-- ASSIGNED TASK --
Isolate every line in the records below with "functions" in it.

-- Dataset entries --
━━━━

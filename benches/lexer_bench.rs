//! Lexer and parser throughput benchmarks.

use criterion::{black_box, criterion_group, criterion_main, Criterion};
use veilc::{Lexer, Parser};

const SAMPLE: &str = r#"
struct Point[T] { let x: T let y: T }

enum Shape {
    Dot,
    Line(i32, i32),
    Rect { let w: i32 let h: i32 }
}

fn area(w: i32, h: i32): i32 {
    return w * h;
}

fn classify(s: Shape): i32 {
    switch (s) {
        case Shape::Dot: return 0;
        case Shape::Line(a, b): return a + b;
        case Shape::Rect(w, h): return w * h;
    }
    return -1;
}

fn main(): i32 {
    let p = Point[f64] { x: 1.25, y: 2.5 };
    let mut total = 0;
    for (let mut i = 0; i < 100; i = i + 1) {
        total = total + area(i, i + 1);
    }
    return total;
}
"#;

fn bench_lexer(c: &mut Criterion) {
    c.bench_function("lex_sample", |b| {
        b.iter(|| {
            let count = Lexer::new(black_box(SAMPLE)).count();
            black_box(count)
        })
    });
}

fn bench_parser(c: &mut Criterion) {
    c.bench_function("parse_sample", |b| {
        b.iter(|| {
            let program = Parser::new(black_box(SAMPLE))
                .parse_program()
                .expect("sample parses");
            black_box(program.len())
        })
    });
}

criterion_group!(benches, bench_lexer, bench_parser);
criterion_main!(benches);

━━━━

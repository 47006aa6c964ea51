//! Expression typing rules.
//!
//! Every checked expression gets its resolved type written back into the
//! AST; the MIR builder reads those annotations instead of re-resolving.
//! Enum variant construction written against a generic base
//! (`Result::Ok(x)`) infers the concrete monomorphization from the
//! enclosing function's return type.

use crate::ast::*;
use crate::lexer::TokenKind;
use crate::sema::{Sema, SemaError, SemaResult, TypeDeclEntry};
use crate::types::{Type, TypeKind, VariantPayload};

━━━━

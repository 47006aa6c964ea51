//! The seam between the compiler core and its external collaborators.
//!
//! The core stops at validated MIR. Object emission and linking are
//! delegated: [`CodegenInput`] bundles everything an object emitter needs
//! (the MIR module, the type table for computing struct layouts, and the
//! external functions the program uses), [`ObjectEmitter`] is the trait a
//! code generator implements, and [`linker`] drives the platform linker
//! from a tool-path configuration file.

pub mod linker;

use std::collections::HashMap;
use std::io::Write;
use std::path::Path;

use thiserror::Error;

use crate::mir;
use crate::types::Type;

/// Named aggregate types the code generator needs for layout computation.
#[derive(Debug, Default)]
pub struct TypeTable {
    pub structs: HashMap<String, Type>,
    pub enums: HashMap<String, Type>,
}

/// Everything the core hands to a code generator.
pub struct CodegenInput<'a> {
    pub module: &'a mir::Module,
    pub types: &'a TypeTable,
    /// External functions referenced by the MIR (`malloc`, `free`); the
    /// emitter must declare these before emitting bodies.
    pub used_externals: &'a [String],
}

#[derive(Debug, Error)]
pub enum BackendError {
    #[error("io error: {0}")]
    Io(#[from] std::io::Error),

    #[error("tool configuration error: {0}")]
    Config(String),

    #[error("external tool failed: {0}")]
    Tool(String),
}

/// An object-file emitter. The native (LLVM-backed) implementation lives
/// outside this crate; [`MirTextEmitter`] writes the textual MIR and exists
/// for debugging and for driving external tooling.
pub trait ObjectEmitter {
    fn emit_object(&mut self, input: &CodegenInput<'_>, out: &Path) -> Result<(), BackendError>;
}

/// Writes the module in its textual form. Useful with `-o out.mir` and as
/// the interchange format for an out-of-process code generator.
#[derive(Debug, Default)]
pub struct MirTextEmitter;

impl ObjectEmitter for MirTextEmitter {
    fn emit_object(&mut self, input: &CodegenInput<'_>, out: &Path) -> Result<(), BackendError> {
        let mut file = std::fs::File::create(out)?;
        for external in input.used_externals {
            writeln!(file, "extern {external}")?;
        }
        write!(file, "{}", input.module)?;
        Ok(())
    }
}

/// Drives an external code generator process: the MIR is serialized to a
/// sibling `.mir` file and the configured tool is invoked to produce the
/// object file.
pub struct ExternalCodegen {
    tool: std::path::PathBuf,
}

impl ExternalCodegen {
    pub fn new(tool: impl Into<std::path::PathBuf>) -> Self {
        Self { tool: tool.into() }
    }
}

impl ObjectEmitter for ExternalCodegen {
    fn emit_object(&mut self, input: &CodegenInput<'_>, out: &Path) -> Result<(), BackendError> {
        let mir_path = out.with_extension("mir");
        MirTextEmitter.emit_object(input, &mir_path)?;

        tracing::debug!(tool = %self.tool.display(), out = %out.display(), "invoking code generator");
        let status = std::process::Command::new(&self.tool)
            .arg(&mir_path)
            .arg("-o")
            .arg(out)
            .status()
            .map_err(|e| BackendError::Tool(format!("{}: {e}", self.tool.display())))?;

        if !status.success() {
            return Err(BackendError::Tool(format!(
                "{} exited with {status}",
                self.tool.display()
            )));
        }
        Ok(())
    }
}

━━━━

-- EXERCISE OUTPUT --
//! external functions the program uses), [`ObjectEmitter`] is the trait a
    /// External functions referenced by the MIR (`malloc`, `free`); the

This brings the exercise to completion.